Which is why it was surprising when my second cousin first removed—my grandfather's sister's daughter—sent us a message. She said she met me once when I was five, that she lives outside of Santa Fe and that we were welcome if we ever found ourselves out that way.
Last week, we visited. Said goodbye to Big Bend and wandered up out of Texas. Spent a night on BLM land outside of Guadalupe National Forrest, then parked ourselves in the Capitan Mountains for a few nights. Watched a cold front frost the peaks white and listened to the rain on the roof and worked by campfire light. Marched ourselves across the flat and empty desert: Roswell, Corona, Encino. Into the mountains at Santa Fe; on to Los Alamos.
I haven’t had my breath taken by a place like this in years. Not since I first put eyes on the Blue Ridge. The highway drops to a two-lane as it scrambles up the mesa, nothing but a stern drop off the pavement's edge to the red canyon floor below. We arrived on the heels of late spring snowstorm, and the mountains that ring the town were still dressed a brilliant white against the blue sky. The town passes in a blink, a smattering of businesses and parks. The bike lanes and sidewalks are packed with a surprising number of smiling faces. The place has come a long way since it built the bomb that incinerated two cities half a world away.
We found my cousin’s house on a bright street. Parked the truck and rang the bell. She answered the door with her two daughters at her heels. For the first time in my 30 years I understood the root of familiarity, saw family in the eyes of a stranger. The years of living far from Macon haven’t pulled the Georgia from her lips when she says, “come on in.” It's the sound of home.

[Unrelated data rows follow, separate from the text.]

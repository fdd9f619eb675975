//! The queue contract and its two implementations.

use std::fmt;

pub mod bounded;
pub mod linked;

pub use self::bounded::BoundedQueue;
pub use self::linked::LinkedQueue;

/// A first-in, first-out queue.
///
/// The sequence observed by repeatedly calling [`Queue::dequeue`] is exactly
/// the sequence of successfully enqueued values, in arrival order, minus the
/// values already dequeued.
pub trait Queue<T> {
    /// Front-to-rear iterator over the queued values.
    type Iter<'a>: Iterator<Item = &'a T>
    where
        Self: 'a,
        T: 'a;

    /// Appends a value at the rear. On failure the value is handed back
    /// inside the error and the queue is left untouched.
    fn enqueue(&mut self, val: T) -> Result<(), CapacityExceeded<T>>;

    /// Removes the value at the front.
    fn dequeue(&mut self) -> Result<T, QueueError>;

    /// Returns the value at the front without removing it.
    fn peek(&self) -> Result<&T, QueueError>;

    /// Returns the number of values in the queue.
    fn len(&self) -> usize;

    /// Returns true if the queue holds no values.
    fn is_empty(&self) -> bool {
        self.len() == 0
    }

    /// Iterates the queue from front to rear without mutating it.
    fn iter(&self) -> Self::Iter<'_>;
}

/// Errors raised by queue operations and the algorithms built on them.
#[derive(Copy, Clone, Debug, PartialEq, Eq, thiserror::Error)]
pub enum QueueError {
    /// Dequeue or peek on an empty queue.
    #[error("queue is empty")]
    Empty,

    /// Enqueue on a full bounded queue.
    #[error("queue is full (capacity {capacity})")]
    CapacityExceeded {
        /// Capacity of the queue that rejected the value.
        capacity: usize,
    },

    /// An argument outside the domain of the operation.
    #[error("invalid argument: {0}")]
    InvalidArgument(&'static str),

    /// The queue is longer than a recursive operation is allowed to descend.
    #[error("queue of length {len} exceeds the recursion limit of {limit}")]
    TooDeep {
        /// Length of the queue.
        len: usize,
        /// Maximum supported length.
        limit: usize,
    },

    /// An arithmetic result does not fit the element type.
    #[error("arithmetic overflow")]
    Overflow,
}

/// The error returned when enqueueing on a full queue. It owns the value
/// that could not be enqueued.
#[derive(Copy, Clone, PartialEq, Eq)]
pub struct CapacityExceeded<T> {
    value: T,
    capacity: usize,
}

impl<T> CapacityExceeded<T> {
    pub(crate) fn new(value: T, capacity: usize) -> Self {
        Self { value, capacity }
    }

    /// Consume the error and return the value that wasn't enqueued.
    pub fn into_inner(self) -> T {
        self.value
    }

    /// Returns the capacity of the queue that rejected the value.
    pub fn capacity(&self) -> usize {
        self.capacity
    }
}

impl<T> fmt::Debug for CapacityExceeded<T> {
    fn fmt(&self, f: &mut fmt::Formatter<'_>) -> fmt::Result {
        write!(f, "CapacityExceeded({}, ..)", self.capacity)
    }
}

impl<T> fmt::Display for CapacityExceeded<T> {
    fn fmt(&self, f: &mut fmt::Formatter<'_>) -> fmt::Result {
        write!(f, "enqueueing on a full queue (capacity {})", self.capacity)
    }
}

impl<T> std::error::Error for CapacityExceeded<T> {}

impl<T> From<CapacityExceeded<T>> for QueueError {
    fn from(err: CapacityExceeded<T>) -> Self {
        QueueError::CapacityExceeded {
            capacity: err.capacity,
        }
    }
}

/// Writes `[a, b, c]` from front to rear.
pub(crate) fn fmt_listing<'a, T: fmt::Display + 'a>(
    f: &mut fmt::Formatter<'_>,
    items: impl Iterator<Item = &'a T>,
) -> fmt::Result {
    f.write_str("[")?;
    for (i, item) in items.enumerate() {
        if i > 0 {
            f.write_str(", ")?;
        }
        write!(f, "{}", item)?;
    }
    f.write_str("]")
}

#[cfg(test)]
mod tests {
    use super::*;

    #[test]
    fn capacity_error_returns_the_value() {
        let err = CapacityExceeded::new(String::from("job"), 3);
        assert_eq!(3, err.capacity());
        assert_eq!("job", err.into_inner());
    }

    #[test]
    fn capacity_error_converts_into_queue_error() {
        let err: QueueError = CapacityExceeded::new(7, 5).into();
        assert_eq!(QueueError::CapacityExceeded { capacity: 5 }, err);
        assert_eq!("queue is full (capacity 5)", err.to_string());
    }
}
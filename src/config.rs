//! Loan inputs and their sources
//!
//! Values are layered: JSON config file, then `MORTGAGE_*` environment
//! variables, then command-line flags. Anything still missing is left for
//! the caller to prompt for.

use crate::error::{MortgageError, Result};
use crate::mortgage::AmortizationEngine;
use serde::{Deserialize, Serialize};
use std::path::Path;
use std::str::FromStr;

pub const ENV_PRINCIPAL: &str = "MORTGAGE_PRINCIPAL";
pub const ENV_RATE: &str = "MORTGAGE_RATE";
pub const ENV_AMORTIZATION_YEARS: &str = "MORTGAGE_AMORTIZATION_YEARS";
pub const ENV_TERM_YEARS: &str = "MORTGAGE_TERM_YEARS";

/// Fully specified loan
#[derive(Debug, Clone, PartialEq, Serialize, Deserialize)]
pub struct LoanConfig {
    /// Amount borrowed
    pub principal: f64,
    /// Quoted annual rate in percent, compounded semi-annually (5.0 for 5%)
    pub quoted_rate: f64,
    /// Years to fully repay the loan
    pub amortization_years: u32,
    /// Years covered by the generated schedules
    pub term_years: f64,
}

impl LoanConfig {
    pub fn engine(&self) -> AmortizationEngine {
        AmortizationEngine::new(self.quoted_rate, self.amortization_years)
    }
}

/// Loan inputs where any field may still be missing
#[derive(Debug, Clone, Default, PartialEq, Serialize, Deserialize)]
#[serde(default)]
pub struct PartialLoanConfig {
    pub principal: Option<f64>,
    pub quoted_rate: Option<f64>,
    pub amortization_years: Option<u32>,
    pub term_years: Option<f64>,
}

impl PartialLoanConfig {
    /// Load from a JSON file
    pub fn from_json_file<P: AsRef<Path>>(path: P) -> Result<Self> {
        let text = std::fs::read_to_string(path.as_ref()).map_err(|e| {
            MortgageError::Config(format!("cannot read {}: {}", path.as_ref().display(), e))
        })?;
        Ok(serde_json::from_str(&text)?)
    }

    /// Read the `MORTGAGE_*` environment variables
    pub fn from_env() -> Result<Self> {
        Self::from_lookup(|key| std::env::var(key).ok())
    }

    /// Read variables through `lookup`; unset variables stay `None`
    pub fn from_lookup<F>(lookup: F) -> Result<Self>
    where
        F: Fn(&str) -> Option<String>,
    {
        let read = |key: &'static str| -> Option<String> {
            lookup(key).map(|v| v.trim().to_string()).filter(|v| !v.is_empty())
        };

        Ok(Self {
            principal: read(ENV_PRINCIPAL).map(|v| parse_field(ENV_PRINCIPAL, &v)).transpose()?,
            quoted_rate: read(ENV_RATE).map(|v| parse_field(ENV_RATE, &v)).transpose()?,
            amortization_years: read(ENV_AMORTIZATION_YEARS)
                .map(|v| parse_field(ENV_AMORTIZATION_YEARS, &v))
                .transpose()?,
            term_years: read(ENV_TERM_YEARS).map(|v| parse_field(ENV_TERM_YEARS, &v)).transpose()?,
        })
    }

    /// Fields set in `other` replace fields set here
    pub fn merge(self, other: PartialLoanConfig) -> Self {
        Self {
            principal: other.principal.or(self.principal),
            quoted_rate: other.quoted_rate.or(self.quoted_rate),
            amortization_years: other.amortization_years.or(self.amortization_years),
            term_years: other.term_years.or(self.term_years),
        }
    }

    /// Names of fields that are still unset
    pub fn missing(&self) -> Vec<&'static str> {
        let mut missing = Vec::new();
        if self.principal.is_none() {
            missing.push("principal");
        }
        if self.quoted_rate.is_none() {
            missing.push("quoted_rate");
        }
        if self.amortization_years.is_none() {
            missing.push("amortization_years");
        }
        if self.term_years.is_none() {
            missing.push("term_years");
        }
        missing
    }

    /// Convert into a complete config
    ///
    /// A zero amortization horizon is rejected since no level payment can
    /// retire a loan in zero periods.
    pub fn resolve(&self) -> Result<LoanConfig> {
        if self.amortization_years == Some(0) {
            return Err(MortgageError::InvalidInput {
                field: "amortization_years",
                value: "0".to_string(),
            });
        }

        match (self.principal, self.quoted_rate, self.amortization_years, self.term_years) {
            (Some(principal), Some(quoted_rate), Some(amortization_years), Some(term_years)) => Ok(LoanConfig {
                principal,
                quoted_rate,
                amortization_years,
                term_years,
            }),
            _ => Err(MortgageError::Config(format!("missing {}", self.missing().join(", ")))),
        }
    }
}

/// Parse one user-supplied value, naming the field on failure
pub fn parse_field<T: FromStr>(field: &'static str, value: &str) -> Result<T> {
    value.trim().parse().map_err(|_| MortgageError::InvalidInput {
        field,
        value: value.to_string(),
    })
}
//! Rate conversion, payment options and amortization schedules

mod frequency;
mod rates;
mod engine;
mod schedule;

pub use frequency::Frequency;
pub use rates::RateSpec;
pub use engine::{AmortizationEngine, PaymentSet, annuity_payment};
pub use schedule::{Schedule, ScheduleRow, ScheduleSet, ScheduleSummary};

/// Round a currency amount to cents
pub fn round_cents(amount: f64) -> f64 {
    (amount * 100.0).round() / 100.0
}

#[cfg(test)]
mod tests {
    use super::*;

    #[test]
    fn test_round_cents() {
        assert_eq!(round_cents(1237.174_639), 1237.17);
        assert_eq!(round_cents(872.407_477), 872.41);
        assert_eq!(round_cents(-0.001), 0.0);
    }
}
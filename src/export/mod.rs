//! Export of schedules for spreadsheets, charts and other consumers

mod schedule_csv;

pub use schedule_csv::{
    export_schedules, write_balance_decline_csv, write_schedule_csv, BALANCE_DECLINE_FILE, SCHEDULE_HEADER,
};

use crate::comparison::LoanAnalysis;
use crate::error::Result;
use crate::mortgage::ScheduleSet;
use log::info;
use std::fs::File;
use std::io::BufWriter;
use std::path::Path;

/// Schedules as a JSON object keyed by frequency label
pub fn schedule_set_to_json(schedules: &ScheduleSet) -> Result<String> {
    Ok(serde_json::to_string_pretty(schedules)?)
}

/// Write a full analysis (inputs, payments, schedules, comparison) as JSON
pub fn write_analysis_json<P: AsRef<Path>>(analysis: &LoanAnalysis, path: P) -> Result<()> {
    let file = File::create(path.as_ref())?;
    serde_json::to_writer_pretty(BufWriter::new(file), analysis)?;
    info!("Wrote analysis to {}", path.as_ref().display());
    Ok(())
}
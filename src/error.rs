//! Error types for the mortgage calculator

use thiserror::Error;

/// Errors raised by the engine, the config layer and the exporters
#[derive(Debug, Error)]
pub enum MortgageError {
    /// A frequency label arriving as text did not match any known cadence
    #[error("Invalid frequency: {0}")]
    InvalidFrequency(String),

    /// A user-supplied value could not be converted to the expected type
    #[error("Invalid value for {field}: {value:?}")]
    InvalidInput {
        field: &'static str,
        value: String,
    },

    /// Configuration could not be assembled
    #[error("Configuration error: {0}")]
    Config(String),

    #[error(transparent)]
    Io(#[from] std::io::Error),

    #[error(transparent)]
    Csv(#[from] csv::Error),

    #[error(transparent)]
    Json(#[from] serde_json::Error),
}

/// Result alias used throughout the library
pub type Result<T> = std::result::Result<T, MortgageError>;
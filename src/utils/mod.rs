//! Shared utilities.

pub mod date;
pub mod exec;
pub mod html;
pub mod mime;
pub mod path;
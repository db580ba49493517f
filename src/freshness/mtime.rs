//! Mtime-based freshness detection for rendered artifacts.
//!
//! An artifact records the modification time its source had when the
//! converter read it. The artifact stays fresh while the source's current
//! mtime has not advanced past that recorded value.

use std::path::Path;
use std::time::SystemTime;

/// Get the modification time of a file
///
/// Returns `None` if the file doesn't exist or mtime cannot be read
pub fn get_mtime(path: &Path) -> Option<SystemTime> {
    path.metadata().and_then(|m| m.modified()).ok()
}

/// Check whether `source` is unchanged since `recorded`.
///
/// Returns `true` if the source exists and its current mtime is `<= recorded`.
/// A missing or unreadable source is never unchanged.
pub fn is_source_unchanged(source: &Path, recorded: SystemTime) -> bool {
    get_mtime(source).is_some_and(|current| current <= recorded)
}
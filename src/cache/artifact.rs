//! Artifact cache keyed by source identity.

use std::path::{Path, PathBuf};
use std::sync::atomic::{AtomicU64, Ordering};
use std::time::SystemTime;

use dashmap::DashMap;

use crate::core::SourceId;
use crate::freshness::is_source_unchanged;

/// A rendered artifact and the source mtime it was produced from.
///
/// Entries are replaced wholesale, never mutated in place.
#[derive(Debug, Clone, PartialEq, Eq)]
pub struct CacheEntry {
    pub source: SourceId,
    pub artifact: PathBuf,
    /// Source mtime at render time, not the artifact's own mtime.
    pub source_mtime: SystemTime,
}

impl CacheEntry {
    /// Servable iff the artifact still exists and the source has not advanced.
    pub fn is_valid(&self) -> bool {
        self.artifact.is_file() && is_source_unchanged(self.source.path(), self.source_mtime)
    }
}

/// Mapping from source identity to its last rendered artifact.
///
/// Sharded (`DashMap`), so different identities never contend and no lock is
/// held across a conversion. Unbounded: entries leave only on invalidation.
#[derive(Debug, Default)]
pub struct ArtifactCache {
    entries: DashMap<SourceId, CacheEntry>,
    /// Bumped by every `clear_all`.
    generation: AtomicU64,
}

impl ArtifactCache {
    pub fn new() -> Self {
        Self::default()
    }

    /// Return the entry for `id` if it is still valid.
    ///
    /// Invalid entries are reported as a miss but left in place; the next
    /// `store` or `invalidate` replaces them.
    pub fn lookup(&self, id: &SourceId) -> Option<CacheEntry> {
        // Clone out of the shard before touching the filesystem.
        let entry = self.entries.get(id).map(|e| e.value().clone())?;
        if entry.is_valid() {
            crate::debug!("cache"; "hit: {}", id);
            Some(entry)
        } else {
            crate::debug!("cache"; "stale: {}", id);
            None
        }
    }

    /// Replace any existing entry for `id`.
    pub fn store(&self, id: SourceId, artifact: &Path, source_mtime: SystemTime) {
        let entry = CacheEntry {
            source: id.clone(),
            artifact: artifact.to_path_buf(),
            source_mtime,
        };
        self.entries.insert(id, entry);
    }

    /// Current clear generation. Read it before loading the style and settings
    /// a render depends on, and hand it back to [`store_if_current`].
    ///
    /// [`store_if_current`]: Self::store_if_current
    pub fn generation(&self) -> u64 {
        self.generation.load(Ordering::SeqCst)
    }

    /// Store unless `clear_all` ran since `generation` was read.
    ///
    /// Returns whether the entry was kept. The generation is checked again
    /// after inserting, so a clear racing with the insert still wins.
    pub fn store_if_current(
        &self,
        id: SourceId,
        artifact: &Path,
        source_mtime: SystemTime,
        generation: u64,
    ) -> bool {
        if self.generation() != generation {
            return false;
        }
        self.store(id.clone(), artifact, source_mtime);
        if self.generation() == generation {
            return true;
        }
        self.entries.remove_if(&id, |_, entry| entry.artifact == artifact);
        false
    }

    /// Remove the entry for `id`. No-op when absent.
    pub fn invalidate(&self, id: &SourceId) -> bool {
        let removed = self.entries.remove(id).is_some();
        if removed {
            crate::debug!("cache"; "invalidated: {}", id);
        }
        removed
    }

    /// Whether an entry exists for `id`, valid or not.
    pub fn contains(&self, id: &SourceId) -> bool {
        self.entries.contains_key(id)
    }

    /// Drop every entry.
    pub fn clear_all(&self) {
        self.generation.fetch_add(1, Ordering::SeqCst);
        let count = self.entries.len();
        self.entries.clear();
        crate::debug!("cache"; "cleared {} entries", count);
    }

    #[cfg(test)]
    pub fn len(&self) -> usize {
        self.entries.len()
    }

    #[cfg(test)]
    pub fn is_empty(&self) -> bool {
        self.entries.is_empty()
    }
}
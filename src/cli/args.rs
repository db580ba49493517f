//! Command-line interface definitions.

use clap::{ColorChoice, Parser};
use std::net::IpAddr;
use std::path::PathBuf;

/// Serve a directory of notes as rendered HTML with live refresh
#[derive(Parser, Debug, Clone)]
#[command(version, about, long_about = None)]
pub struct Cli {
    /// Control colored output (auto, always, never)
    #[arg(long, default_value = "auto")]
    pub color: ColorChoice,

    /// Directory containing the notes
    #[arg(short = 'd', long, default_value = "~/notes", value_hint = clap::ValueHint::DirPath)]
    pub notes_dir: PathBuf,

    /// Extra converter flags, space separated (overrides the settings file)
    #[arg(
        short = 'f',
        long,
        env = "NOTESERVE_FLAGS",
        value_delimiter = ' ',
        allow_hyphen_values = true,
        action = clap::ArgAction::Append
    )]
    pub converter_flags: Option<Vec<String>>,

    /// Stylesheet injected into every rendered note
    #[arg(long, value_hint = clap::ValueHint::FilePath)]
    pub css: Option<PathBuf>,

    /// Settings file (default: noteserve.toml, searched upward from cwd)
    #[arg(short = 'C', long, value_hint = clap::ValueHint::FilePath)]
    pub settings: Option<PathBuf>,

    /// Interval between freshness polls in the browser, in milliseconds
    #[arg(short = 'r', long, default_value_t = 500)]
    pub refresh_interval: u64,

    /// Document extensions to serve
    #[arg(short = 'e', long = "ext", value_delimiter = ',', default_values = ["md", "markdown", "txt"])]
    pub extensions: Vec<String>,

    /// Network interface to bind (e.g., 127.0.0.1, 0.0.0.0)
    #[arg(short, long, default_value = "127.0.0.1")]
    pub interface: IpAddr,

    /// Port number to listen on
    #[arg(short, long, default_value_t = 5000)]
    pub port: u16,

    /// Disable the file watcher (only mtime checks keep the cache fresh)
    #[arg(long)]
    pub no_watch: bool,

    /// Print debug logs
    #[arg(short = 'V', long)]
    pub verbose: bool,
}
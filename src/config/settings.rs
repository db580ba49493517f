//! Converter settings, loaded from `noteserve.toml`.
//!
//! # Example
//!
//! ```toml
//! [convert]
//! program = "pandoc"          # converter executable
//! flags = ["--standalone"]    # passed before the input file
//! timeout = 30                # seconds before the converter is killed
//! ```
//!
//! Every key is optional. A missing file means defaults.

use std::fs;
use std::io;
use std::path::Path;
use std::time::Duration;

use serde::{Deserialize, Serialize};

use super::ConfigError;

/// Settings that affect how a note is converted.
#[derive(Debug, Clone, Default, PartialEq, Eq, Serialize, Deserialize)]
#[serde(default)]
pub struct Settings {
    pub convert: ConvertSettings,
}

/// `[convert]` section.
#[derive(Debug, Clone, PartialEq, Eq, Serialize, Deserialize)]
#[serde(default)]
pub struct ConvertSettings {
    /// Converter executable, looked up on `PATH`.
    pub program: String,

    /// Flags passed to the converter.
    pub flags: Vec<String>,

    /// Conversion timeout in seconds.
    pub timeout: u64,
}

impl Default for ConvertSettings {
    fn default() -> Self {
        Self {
            program: "pandoc".into(),
            flags: vec!["--standalone".into()],
            timeout: 30,
        }
    }
}

impl ConvertSettings {
    #[inline]
    pub fn timeout(&self) -> Duration {
        Duration::from_secs(self.timeout)
    }
}

impl Settings {
    /// Load settings from `path` (defaults when `None`), then apply CLI flags.
    pub fn load(path: Option<&Path>, cli_flags: Option<&[String]>) -> Result<Self, ConfigError> {
        let mut settings = match path {
            Some(path) => Self::from_path(path)?,
            None => Self::default(),
        };

        if let Some(flags) = cli_flags {
            settings.convert.flags = flags
                .iter()
                .filter(|f| !f.is_empty())
                .cloned()
                .collect();
        }

        settings.validate()?;
        Ok(settings)
    }

    /// Read and parse a settings file, warning about unknown fields.
    fn from_path(path: &Path) -> Result<Self, ConfigError> {
        let content = match fs::read_to_string(path) {
            Ok(content) => content,
            Err(err) if err.kind() == io::ErrorKind::NotFound => {
                crate::debug!("config"; "{} not found, using defaults", path.display());
                return Ok(Self::default());
            }
            Err(err) => return Err(ConfigError::Io(path.to_path_buf(), err)),
        };

        let (settings, ignored) = Self::parse_with_ignored(&content)
            .map_err(|err| ConfigError::Toml(path.to_path_buf(), err))?;

        if !ignored.is_empty() {
            crate::log!("warning"; "unknown fields in {}, ignoring: {}", path.display(), ignored.join(", "));
        }

        Ok(settings)
    }

    /// Parse TOML content, collecting any unknown fields.
    fn parse_with_ignored(content: &str) -> Result<(Self, Vec<String>), toml::de::Error> {
        let mut ignored = Vec::new();
        let deserializer = toml::Deserializer::new(content);
        let settings = serde_ignored::deserialize(deserializer, |path: serde_ignored::Path| {
            ignored.push(path.to_string());
        })?;
        Ok((settings, ignored))
    }

    fn validate(&self) -> Result<(), ConfigError> {
        if self.convert.program.trim().is_empty() {
            return Err(ConfigError::Validation(
                "[convert] program must not be empty".into(),
            ));
        }
        if self.convert.timeout == 0 {
            return Err(ConfigError::Validation(
                "[convert] timeout must be at least 1 second".into(),
            ));
        }
        Ok(())
    }
}
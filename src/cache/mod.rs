//! In-memory freshness state for rendered notes.
//!
//! - `artifact` - source identity → rendered artifact, validated by mtime
//! - `dirty` - identities changed since their last render, read by pollers

mod artifact;
mod dirty;

pub use artifact::{ArtifactCache, CacheEntry};
pub use dirty::DirtySet;
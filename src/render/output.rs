//! Unique artifact paths.

use std::fs;
use std::io;
use std::path::{Path, PathBuf};
use std::sync::atomic::{AtomicU64, Ordering};
use std::time::{SystemTime, UNIX_EPOCH};

/// Directory holding every artifact this process produced.
///
/// Paths are never reused, so a reader holding an older path always sees a
/// complete file. Superseded artifacts stay until the directory is removed.
#[derive(Debug)]
pub struct ArtifactDir {
    root: PathBuf,
    seq: AtomicU64,
}

impl ArtifactDir {
    pub fn new(root: impl Into<PathBuf>) -> Self {
        Self {
            root: root.into(),
            seq: AtomicU64::new(0),
        }
    }

    pub fn root(&self) -> &Path {
        &self.root
    }

    /// `<root>/<stem>.<nanos>-<seq>.html`, creating `root` if needed.
    pub fn next(&self, stem: &str) -> io::Result<PathBuf> {
        fs::create_dir_all(&self.root)?;
        let nanos = SystemTime::now()
            .duration_since(UNIX_EPOCH)
            .map(|d| d.as_nanos())
            .unwrap_or(0);
        let seq = self.seq.fetch_add(1, Ordering::Relaxed);
        Ok(self.root.join(format!("{stem}.{nanos}-{seq}.html")))
    }

    /// Delete the directory and everything in it. Missing is fine.
    pub fn remove(&self) -> io::Result<()> {
        match fs::remove_dir_all(&self.root) {
            Err(e) if e.kind() != io::ErrorKind::NotFound => Err(e),
            _ => Ok(()),
        }
    }
}
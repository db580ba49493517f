//! Path normalization utilities.
//!
//! Every path used as a cache or dirty-set key goes through
//! [`normalize_path`], so one physical file maps to exactly one key.

use std::path::{Path, PathBuf};

/// Normalize a file system path to absolute form.
///
/// Tries `canonicalize()` first (resolves symlinks, `.`, `..`).
/// Falls back to:
/// - Canonical parent joined with the file name (deleted files)
/// - Return as-is if already absolute
/// - Join with current directory if relative
///
/// The parent fallback matters for removal events: the file is gone, but its
/// directory still canonicalizes to the same prefix the key was stored under.
#[inline]
pub fn normalize_path(path: &Path) -> PathBuf {
    if let Ok(canonical) = path.canonicalize() {
        return canonical;
    }

    if let (Some(parent), Some(name)) = (path.parent(), path.file_name())
        && let Ok(parent) = parent.canonicalize()
    {
        return parent.join(name);
    }

    if path.is_absolute() {
        path.to_path_buf()
    } else {
        std::env::current_dir().map_or_else(|_| path.to_path_buf(), |cwd| cwd.join(path))
    }
}

/// Expand `~` and normalize a user-supplied path.
///
/// # Example
/// ```ignore
/// let notes = expand_path(Path::new("~/notes"));
/// ```
pub fn expand_path(path: &Path) -> PathBuf {
    let raw = path.to_string_lossy();
    let expanded = shellexpand::tilde(raw.as_ref()).into_owned();
    normalize_path(Path::new(&expanded))
}

#[cfg(test)]
mod tests {
    use super::*;
    use tempfile::TempDir;

    #[test]
    fn test_normalize_path_absolute() {
        let path = Path::new("/absolute/path/file.txt");
        let normalized = normalize_path(path);
        assert!(normalized.is_absolute());
    }

    #[test]
    fn test_normalize_path_relative() {
        let path = Path::new("relative/path/file.txt");
        let normalized = normalize_path(path);
        assert!(normalized.is_absolute());
    }

    #[test]
    fn test_normalize_path_same_key_for_dot_segments() {
        let dir = TempDir::new().unwrap();
        std::fs::create_dir(dir.path().join("notes")).unwrap();
        std::fs::write(dir.path().join("notes/a.md"), "# a").unwrap();

        let direct = normalize_path(&dir.path().join("notes/a.md"));
        let dotted = normalize_path(&dir.path().join("notes/./../notes/a.md"));
        assert_eq!(direct, dotted);
    }

    #[test]
    fn test_normalize_path_deleted_file_keeps_key() {
        let dir = TempDir::new().unwrap();
        let file = dir.path().join("gone.md");
        std::fs::write(&file, "x").unwrap();
        let before = normalize_path(&file);

        std::fs::remove_file(&file).unwrap();
        assert_eq!(normalize_path(&file), before);
    }

    #[test]
    fn test_expand_path_tilde() {
        let expanded = expand_path(Path::new("~/notes"));
        assert!(expanded.is_absolute());
        assert!(!expanded.to_string_lossy().contains('~'));
    }
}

We spend the next three days getting to know her sprawling family. Three wild and tender boys, two wise and beautiful girls, a smart and affable husband who makes the heft of fatherhood seem weightless. After weeks in the wilderness with just the three of us, the noise and color and life of it is a warm shock. Our daughter takes to the chaos like she was bred for it, toddling from cousin to cousin, chewing and drooling on everything in sight.
And we get to know her, too: her PhD in child psychology, her brush with cancer. And later, the decision to try something that scared her witless—rock climbing—and how she took to it like a weed. She’s an instructor now, and she runs her hand over every stone she sees, feeling for how best to hold it.
I’ve wondered how my great-grandmother, a widowed woman with five children, survived the hateful days of the 1930s, I know now, because I see it in my cousin’s eyes, in her broad heart. There's a pillar strength in her—a strength I hope my daughter finds in herself.
And she'll have a chorus of cousins to show her. This is family we would have lost if we’d never left our driveway, never left the idiot smallness of that life. It breaks me open, the treasure we neglected, for no reason past failing to put one foot in front of the other.